On June 11, 2009, the Massachusetts Supreme Judicial Court issued a ruling in the case of Electronic Data Systems v. Attorney General holding that, under the provisions of the Massachusetts Wage Act (Massachusetts General Laws chapter 149 § 148) employers must compensate any involuntarily discharged employee for unused accrued vacation time. This ruling is consistent with a 1999 advisory issued to all employers by the Massachusetts Attorney General's office.
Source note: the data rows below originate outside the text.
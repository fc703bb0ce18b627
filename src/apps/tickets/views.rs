//! Every view authenticates before touching the body or the engine, so an
//! anonymous caller always gets `401`. Bodies are handed over as raw JSON;
//! the lifecycle decodes them only after its role and ownership checks.

use helpdesk_auth::Identity;
use helpdesk_http::{Error, Request, Response, Result};
use helpdesk_middleware::authenticated_identity;
use helpdesk_tickets::{
	AssignTicket, Body, CloseTicket, CreateTicket, SetTicketStatus, UpdateTicketContent,
};

use crate::config::state::AppState;

fn caller(request: &Request) -> Result<Identity> {
	authenticated_identity(request).map_err(Error::from)
}

pub async fn list(state: &AppState, request: &Request) -> Result<Response> {
	let caller = caller(request)?;
	let tickets = state.lifecycle.list(&caller).await?;
	Response::ok().with_json(&tickets)
}

pub async fn create(state: &AppState, request: &Request) -> Result<Response> {
	let caller = caller(request)?;
	let payload: Body<CreateTicket> = Body::Json(request.json()?);
	let ticket = state.lifecycle.create(&caller, payload).await?;

	tracing::info!(ticket = %ticket.id(), created_by = %caller.username, "ticket created");
	Response::created().with_json(&ticket)
}

pub async fn retrieve(state: &AppState, request: &Request, id: &str) -> Result<Response> {
	let caller = caller(request)?;
	let ticket = state.lifecycle.get(&caller, id).await?;
	Response::ok().with_json(&ticket)
}

pub async fn update(state: &AppState, request: &Request, id: &str) -> Result<Response> {
	let caller = caller(request)?;
	let payload: Body<UpdateTicketContent> = Body::Json(request.json()?);
	let ticket = state.lifecycle.update_content(&caller, id, payload).await?;
	Response::ok().with_json(&ticket)
}

pub async fn close(state: &AppState, request: &Request, id: &str) -> Result<Response> {
	let caller = caller(request)?;
	let payload: Body<CloseTicket> = Body::Json(request.json()?);
	let ticket = state.lifecycle.close(&caller, id, payload).await?;

	tracing::info!(ticket = %ticket.id(), closed_by = %caller.username, "ticket closed");
	Response::ok().with_json(&ticket)
}

pub async fn assign(state: &AppState, request: &Request, id: &str) -> Result<Response> {
	let caller = caller(request)?;
	let payload: Body<AssignTicket> = Body::Json(request.json()?);
	let ticket = state.lifecycle.assign(&caller, id, payload).await?;
	Response::ok().with_json(&ticket)
}

pub async fn set_status(state: &AppState, request: &Request, id: &str) -> Result<Response> {
	let caller = caller(request)?;
	let payload: Body<SetTicketStatus> = Body::Json(request.json()?);
	let ticket = state.lifecycle.set_status(&caller, id, payload).await?;

	tracing::info!(ticket = %ticket.id(), status = %ticket.status(), "ticket status changed");
	Response::ok().with_json(&ticket)
}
EDS challenged the 1999 advisory by arguing that because the definition of wages in the Massachusetts Wage Act only includes vacation time that is expressly provided in an oral or written agreement, employers should have the right to limit or restrict payments due upon termination. The Court rejected that argument, deciding instead that the Massachusetts Wage Act requires payment of any unused vacation benefit earned through the date of separation, regardless of the terms of the employer's written vacation policy. The Court held that the Massachusetts Wage Act does not require an employer to offer vacation time to an employee, but if an employer offers vacation time to an employee, the employee must be compensated for the unused portion of vacation time when involuntarily terminated. The Court did not address the question of whether employers must compensate employees who voluntarily end their employment relationship for any unused portion of earned vacation time. Violations of the Massachusetts Wage Act can result in substantial cost to an employer due to the Act's mandatory treble damage penalties and the awarding of attorney's fees. All employers with employees in Massachusetts should review their vacation policies and practices to ensure they are in compliance with this ruling.


This Legal Alert provides an overview of a specific court decision. It is not intended to be, and should not be construed as, legal advice for any particular fact situation.